Court upholds conviction in ’18 Lonsdale Street rape case

The Massachusetts Appeals Court last Friday upheld Charles Duncan’s 12-to-15 year prison sentence for raping a woman as she was walking home from the Shawmut T stop in 2018, saying he got a fair trial. The court, however, did strike his conviction for kidnapping as legally “duplicative” of his aggravated-rape conviction.

The latter ruling does not affect how much time he has to spend in prison because his kidnapping sentence was set to run concurrently with his rape sentence.

Duncan was also convicted of unarmed robbery because he took the woman’s phone. He is currently imprisoned in the Old Colony Correctional Center in Bridgewater.

According to the court’s summary of the case, the woman was walking home from the T stop around midnight on May 24, 2018 and when she got to Dorchester Avenue and Lonsdale Street several blocks away, Duncan approached her from behind, put a hard object up to her head, and forced her down Lonsdale Street.

He claimed the object was a gun and demanded her phone, which she gave him. He then forced her into a Lonsdale Street backyard, where he raped her, told her to never walk down Lonsdale again, then let her get dressed and leave. She went home, called 911 and was transported to Boston Medical Center for an exam.

Meanwhile, the court continued, Duncan wasn’t feeling so well. After walking down Lonsdale away from Dorchester Avenue, he called 911 - on the victim’s phone - from Florida Street to request an ambulance because he was “experiencing back pain and anxiety.” He told 911 he did not know the phone’s number because it belonged to somebody else.
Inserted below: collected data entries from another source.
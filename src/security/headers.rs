//! Header sanitation for the backend hop.
//!
//! # Responsibilities
//! - Strip hop-by-hop headers, including any named by `Connection`
//! - Add X-Forwarded-For, X-Forwarded-Proto, X-Forwarded-Host
//! - Remove client-supplied copies of identity headers
//!
//! # Design Decisions
//! - X-Forwarded-For is appended to, never replaced
//! - Identity headers are only ever written by the proxy itself

use std::net::IpAddr;

use axum::http::header::{CONNECTION, HOST};
use axum::http::{HeaderMap, HeaderName, HeaderValue};

pub const X_FORWARDED_FOR: HeaderName = HeaderName::from_static("x-forwarded-for");
pub const X_FORWARDED_PROTO: HeaderName = HeaderName::from_static("x-forwarded-proto");
pub const X_FORWARDED_HOST: HeaderName = HeaderName::from_static("x-forwarded-host");

/// Headers that apply to a single transport hop and must not be forwarded.
pub const HOP_BY_HOP_HEADERS: &[&str] = &[
    "connection",
    "keep-alive",
    "proxy-authenticate",
    "proxy-authorization",
    "proxy-connection",
    "te",
    "trailer",
    "transfer-encoding",
    "upgrade",
];

/// Remove hop-by-hop headers and every header listed in `Connection`.
pub fn strip_hop_by_hop(headers: &mut HeaderMap) {
    let listed: Vec<HeaderName> = headers
        .get_all(CONNECTION)
        .iter()
        .filter_map(|value| value.to_str().ok())
        .flat_map(|value| value.split(','))
        .filter_map(|token| HeaderName::from_bytes(token.trim().as_bytes()).ok())
        .collect();

    for name in listed {
        headers.remove(name);
    }
    for name in HOP_BY_HOP_HEADERS {
        headers.remove(*name);
    }
}

/// Add the `X-Forwarded-*` trio for a request received over TLS from `peer`.
pub fn add_forwarded_headers(headers: &mut HeaderMap, peer: IpAddr) {
    let forwarded_for = match headers
        .get(&X_FORWARDED_FOR)
        .and_then(|existing| existing.to_str().ok())
    {
        Some(existing) if !existing.trim().is_empty() => format!("{existing}, {peer}"),
        _ => peer.to_string(),
    };
    // An IP address always renders as a valid header value.
    if let Ok(value) = HeaderValue::from_str(&forwarded_for) {
        headers.insert(X_FORWARDED_FOR, value);
    }

    headers.insert(X_FORWARDED_PROTO, HeaderValue::from_static("https"));

    if let Some(host) = headers.get(HOST).cloned() {
        headers.insert(X_FORWARDED_HOST, host);
    }
}

/// Drop every value of each of `names`.
pub fn strip_headers<'a>(headers: &mut HeaderMap, names: impl IntoIterator<Item = &'a HeaderName>) {
    for name in names {
        headers.remove(name);
    }
}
EMTs came, and even though they described him as “disheveled” and concluded that he didn’t appear to actually be in any physical distress, they took him to Carney Hospital anyway, where, as they were wheeling him into the emergency room, one of the EMTs learned that police were looking for a rape suspect with a description matching their patient’s. They also had taken a cell phone with the same number he had used to call 911.

Police were summoned, and Duncan was arrested. The victim positively identified him from a series of photos and the DNA from semen found in the woman matched his. The woman told police she had tried to dissuade him from raping her by saying because she was on her period, and blood was found on his penis during a medical exam.

In his appeal, Duncan’s attorney argued that there wasn’t enough evidence to convict him of the rape.

The court disagreed, saying, there was more than enough evidence. In addition to the DNA matches, the blood, the victim’s identification and the phone evidence, prosecutors presented surveillance video showing the victim walking down Dorchester Avenue followed by a man wearing the same clothing that she and the EMTs described.

Although there were some differences in his appearance in court and what the victim described - whether or not he had a chipped tooth - the court said they were minor, and that “those variations were for the jury to consider in assessing the credibility of the victim’s testimony that she ‘got a good look at [the] person’ who raped her and of her description of that man.”

Also, according to the court ruling: “The defendant called 911 from a cell phone with the victim’s number and directed the dispatcher to send the ambulance to him on Florida Street, which was in the area where the assault occurred. Later, a red sweatshirt and the victim’s cell phone were located in that same area, and the defendant’s fingerprint was found on the abandoned cell phone.”